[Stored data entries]
···

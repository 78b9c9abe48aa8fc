//! Control-channel framing and reply classification (RFC 959 §4).
//!
//! Two pure layers, each independently testable:
//! - [`LineFramer`] reassembles CRLF-delimited lines from arbitrarily
//!   chunked socket reads
//! - [`classify_line`] turns a framed line into a [`Reply`] or a raw
//!   notification

use crate::ftp::types::Reply;

/// Reassembles CRLF-delimited lines from a byte stream.
///
/// Retains partial state between calls so it tolerates any chunking of the
/// TCP stream; a trailing unterminated fragment is held until completed by a
/// later chunk. Framing never fails — malformed encodings are passed through
/// lossily for the parser layer to deal with.
#[derive(Debug, Default)]
pub struct LineFramer {
    buf: Vec<u8>,
}

impl LineFramer {
    pub fn new() -> Self {
        Self {
            buf: Vec::with_capacity(1024),
        }
    }

    /// Feed a chunk of bytes, returning every line it completes, in order.
    pub fn push(&mut self, chunk: &[u8]) -> Vec<String> {
        self.buf.extend_from_slice(chunk);
        let mut lines = Vec::new();
        while let Some(pos) = find_crlf(&self.buf) {
            let line: Vec<u8> = self.buf.drain(..pos + 2).collect();
            lines.push(String::from_utf8_lossy(&line[..pos]).into_owned());
        }
        lines
    }
}

fn find_crlf(buf: &[u8]) -> Option<usize> {
    buf.windows(2).position(|w| w == b"\r\n")
}

/// Classification of a framed control-channel line.
#[derive(Debug, Clone, PartialEq)]
pub enum ControlLine {
    /// A well-formed reply line (final or continuation).
    Reply(Reply),
    /// Anything that cannot carry a reply code: shorter than 4 characters,
    /// non-digit code, code outside 100–599, or unknown separator. Surfaced
    /// as a raw event, never matched against a pending command.
    Notification(String),
}

/// Classify one framed line.
///
/// The 4th column decides finality: `' '` ends the reply block, `'-'` means
/// continuation lines with the same code follow. The finality check never
/// fires on continuation lines even when their code matches.
pub fn classify_line(line: &str) -> ControlLine {
    let bytes = line.as_bytes();
    if bytes.len() < 4 || !bytes[..3].iter().all(|b| b.is_ascii_digit()) {
        return ControlLine::Notification(line.to_string());
    }
    let code = match line[..3].parse::<u16>() {
        Ok(c) if (100..=599).contains(&c) => c,
        _ => return ControlLine::Notification(line.to_string()),
    };
    let is_final = match bytes[3] {
        b' ' => true,
        b'-' => false,
        _ => return ControlLine::Notification(line.to_string()),
    };
    ControlLine::Reply(Reply {
        code,
        message: line[4..].to_string(),
        raw: line.to_string(),
        is_final,
    })
}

···

**TASK DETAILS**
Once you have read the entries, repeat them all exactly.

**EXPECTED ANSWER**
repository 78b9c9abe48aa8fc
//! Control-channel framing and reply classification (RFC 959 §4).
//!
//! Two pure layers, each independently testable:
//! - [`LineFramer`] reassembles CRLF-delimited lines from arbitrarily
//!   chunked socket reads
//! - [`classify_line`] turns a framed line into a [`Reply`] or a raw
//!   notification

use crate::ftp::types::Reply;

/// Reassembles CRLF-delimited lines from a byte stream.
///
/// Retains partial state between calls so it tolerates any chunking of the
/// TCP stream; a trailing unterminated fragment is held until completed by a
/// later chunk. Framing never fails — malformed encodings are passed through
/// lossily for the parser layer to deal with.
#[derive(Debug, Default)]
pub struct LineFramer {
    buf: Vec<u8>,
}

impl LineFramer {
    pub fn new() -> Self {
        Self {
            buf: Vec::with_capacity(1024),
        }
    }

    /// Feed a chunk of bytes, returning every line it completes, in order.
    pub fn push(&mut self, chunk: &[u8]) -> Vec<String> {
        self.buf.extend_from_slice(chunk);
        let mut lines = Vec::new();
        while let Some(pos) = find_crlf(&self.buf) {
            let line: Vec<u8> = self.buf.drain(..pos + 2).collect();
            lines.push(String::from_utf8_lossy(&line[..pos]).into_owned());
        }
        lines
    }
}

fn find_crlf(buf: &[u8]) -> Option<usize> {
    buf.windows(2).position(|w| w == b"\r\n")
}

/// Classification of a framed control-channel line.
#[derive(Debug, Clone, PartialEq)]
pub enum ControlLine {
    /// A well-formed reply line (final or continuation).
    Reply(Reply),
    /// Anything that cannot carry a reply code: shorter than 4 characters,
    /// non-digit code, code outside 100–599, or unknown separator. Surfaced
    /// as a raw event, never matched against a pending command.
    Notification(String),
}

/// Classify one framed line.
///
/// The 4th column decides finality: `' '` ends the reply block, `'-'` means
/// continuation lines with the same code follow. The finality check never
/// fires on continuation lines even when their code matches.
pub fn classify_line(line: &str) -> ControlLine {
    let bytes = line.as_bytes();
    if bytes.len() < 4 || !bytes[..3].iter().all(|b| b.is_ascii_digit()) {
        return ControlLine::Notification(line.to_string());
    }
    let code = match line[..3].parse::<u16>() {
        Ok(c) if (100..=599).contains(&c) => c,
        _ => return ControlLine::Notification(line.to_string()),
    };
    let is_final = match bytes[3] {
        b' ' => true,
        b'-' => false,
        _ => return ControlLine::Notification(line.to_string()),
    };
    ControlLine::Reply(Reply {
        code,
        message: line[4..].to_string(),
        raw: line.to_string(),
        is_final,
    })
}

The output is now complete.